Ana Sayfa Ekonomi 6 Ağustos 2020 5 Görüntüleme

Yatırımcılar kaygılı: Doların hakimiyeti son bulabilir

Birtakım yatırımcılar, ABD’nin corona virüsü pandemisi ile çabasının, hali hazırda dünyanın en güçlü rezerv parası olma özelliğini yavaş yavaş kaybeden dolardaki düşüşü ivmelendirerek, dolara daha fazla darbe vurmasından kaygı ediyor.

Hedge fon yöneticisi milyarder Ray Dalio ve Goldman Sachs Group stratejistlerinin de dahil olduğu yatırımcı ve analistler, ABD hükümetinin son aylarda yapmış olduğu devasa harcamaların dolara ziyan verebileceği konusunda ihtarda bulunmuşlardı.

10 YILIN EN BERBAT TEMMUZ PERFORMANSI

Tıpkı vakitte, yakın vadedeki tabana vurmuş ABD faiz oranları ve enflasyondaki olası artışla ilgili kaygılar de dolara olan talebi azaltıyor.

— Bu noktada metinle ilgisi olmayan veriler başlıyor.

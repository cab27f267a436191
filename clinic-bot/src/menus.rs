//! Button labels, keyboards and fixed message texts.

use dialogue_flow::{InlineButton, KeyboardLayout, Reply};

pub const DOCTORS_LABEL: &str = "Врачи 👩🏻‍⚕️";
pub const ANALYSES_LABEL: &str = "Исследования 🔬";
pub const QUESTION_LABEL: &str = "Задать вопрос 🙋🏻";
pub const ABOUT_LABEL: &str = "О поликлинике 📄";
pub const BACK_LABEL: &str = "Назад";
pub const CONFIRM_LABEL: &str = "Подтвердить запись ✅";

/// Categories answered straight from the certificates endpoint, without a search term
pub const CERTIFICATE_CATEGORIES: [&str; 2] = ["справки (бассейн)", "справки (абитуриентам)"];

pub const START_COMMAND: &str = "start";

/// Unrecognized inputs tolerated before pointing the user to the call center
pub const MISS_THRESHOLD: u32 = 3;

/// Answer the FAQ endpoint gives when it has nothing
pub const FAQ_NOT_FOUND: &str = "Не найдено!";

const CALL_CENTER: &str = "Номер колл-центра: 8(3022)73-70-73";

pub const CHOOSE_ACTION: &str = "Выберите действие:";
pub const GOING_BACK: &str = "Возвращаюсь назад...";
pub const NO_PREVIOUS_MENU: &str = "Нет предыдущего меню.";
pub const CHOOSE_CATEGORY: &str = "Выберите категорию исследования:";
pub const CATEGORIES_EMPTY: &str = "Категории исследований пока недоступны.";
pub const CATEGORIES_FAILED: &str = "Не удалось загрузить категории исследований. Попробуйте позже.";
pub const INFO_FAILED: &str = "Не удалось получить информацию о поликлинике. Попробуйте позже.";

pub const ASK_DOCTOR: &str = "Напишите врача, к которому хотите записаться:";
pub const INVALID_DOCTOR: &str = "Введите корректное название специальности.";
pub const SEARCHING_DOCTORS: &str = "Ищем врачей... ⏳";
pub const DOCTOR_UNAVAILABLE: &str = "Ошибка. Данный врач сейчас не доступен";
pub const DOCTORS_NOT_FOUND: &str = "Врачи с такой специализацией не найдены.";
pub const DOCTORS_FOUND: &str = "Вот список доступных врачей:";
pub const CONFIRM_QUESTION: &str = "Подтвердить запись?";

pub const ASK_SEARCH_TERM: &str = "📝 Введите название услуги или ключевые слова для поиска:";
pub const PICK_CATEGORY_FIRST: &str = "Сначала выберите категорию исследования из списка выше.";
pub const ANALYSIS_NOT_FOUND: &str =
    "Данного исследования не найдено или он находится в другой категории";

pub const ASK_QUESTION: &str = "Тут вы можете задать вопрос в свободной форме, и я постараюсь на него ответить! \nНапример: (Подготовка к сдаче крови и др.)";
pub const INVALID_QUESTION: &str = "Введите корректный вопрос";
pub const QUESTION_NOT_FOUND: &str = "Вопрос не найден!";
pub const FAQ_FAILED: &str = "Сервис ответов временно недоступен. Попробуйте позже.";

/// Inline button pressed while a typed answer is expected
pub const STALE_BUTTON: &str = "Эта кнопка сейчас недоступна. Ответьте на вопрос выше или отправьте /start.";

pub const VOICE_DOWNLOAD_FAILED: &str = "Ошибка загрузки голосового сообщения!";
pub const VOICE_PROCESSING_FAILED: &str = "Не удалось обработать голосовое сообщение.";
pub const VOICE_BACKEND_FAILED: &str = "Ошибка обработки голосового сообщения. Попробуйте позже.";

/// Reply-keyboard buttons the idle dialogue understands
#[derive(Debug, Clone, Copy, PartialEq, Eq)]
pub enum MenuCommand {
    Doctors,
    Analyses,
    Question,
    About,
    Back,
    Confirm,
    /// A certificate category typed as text; accepted but does nothing
    Certificate,
}

impl MenuCommand {
    pub fn parse(text: &str) -> Option<Self> {
        let text = text.trim();
        let command = match text {
            DOCTORS_LABEL => MenuCommand::Doctors,
            ANALYSES_LABEL => MenuCommand::Analyses,
            QUESTION_LABEL => MenuCommand::Question,
            ABOUT_LABEL => MenuCommand::About,
            BACK_LABEL => MenuCommand::Back,
            CONFIRM_LABEL => MenuCommand::Confirm,
            _ if is_certificate_category(text) => MenuCommand::Certificate,
            _ => return None,
        };
        Some(command)
    }
}

pub fn is_certificate_category(category: &str) -> bool {
    CERTIFICATE_CATEGORIES.contains(&category)
}

fn layout(rows: &[&[&str]]) -> KeyboardLayout {
    rows.iter()
        .map(|row| row.iter().map(|label| label.to_string()).collect())
        .collect()
}

pub fn main_menu() -> KeyboardLayout {
    layout(&[
        &[DOCTORS_LABEL, ANALYSES_LABEL],
        &[QUESTION_LABEL],
        &[ABOUT_LABEL],
    ])
}

pub fn confirm_menu() -> KeyboardLayout {
    layout(&[&[CONFIRM_LABEL], &[BACK_LABEL]])
}

/// One inline button per category; the button data is the category itself
pub fn category_buttons(categories: &[String]) -> Vec<Vec<InlineButton>> {
    categories
        .iter()
        .map(|category| vec![InlineButton::new(category.clone(), category.clone())])
        .collect()
}

pub fn main_menu_reply() -> Reply {
    Reply::text(CHOOSE_ACTION).with_keyboard(main_menu())
}

pub fn referral_message() -> String {
    format!("Для продолжения записи обратитесь в колл-центр \n{CALL_CENTER}")
}

pub fn fallback_message() -> String {
    format!("Я не могу помочь вам с этим вопросом \n{CALL_CENTER}")
}

pub fn category_chosen_message(category: &str) -> String {
    format!("🔍 Вы выбрали категорию: {category}\n{ASK_SEARCH_TERM}")
}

Bu faktörler, bu yılki tepesinin %9 altında süreç gören ve on yıl içindeki en berbat aylık performansını bu temmuz ayında gösteren doları zati baskılıyordu.

Deutsche Bank AG Milletlerarası Baş Stratejisti Alan Ruskin, doların rezerv para olma statüsünü etkileyen değişimlerin “tarihsel olarak yavaş olduğunu” lakin bunların “son vakitlerde hızlanmakta olduğunu” belirtti.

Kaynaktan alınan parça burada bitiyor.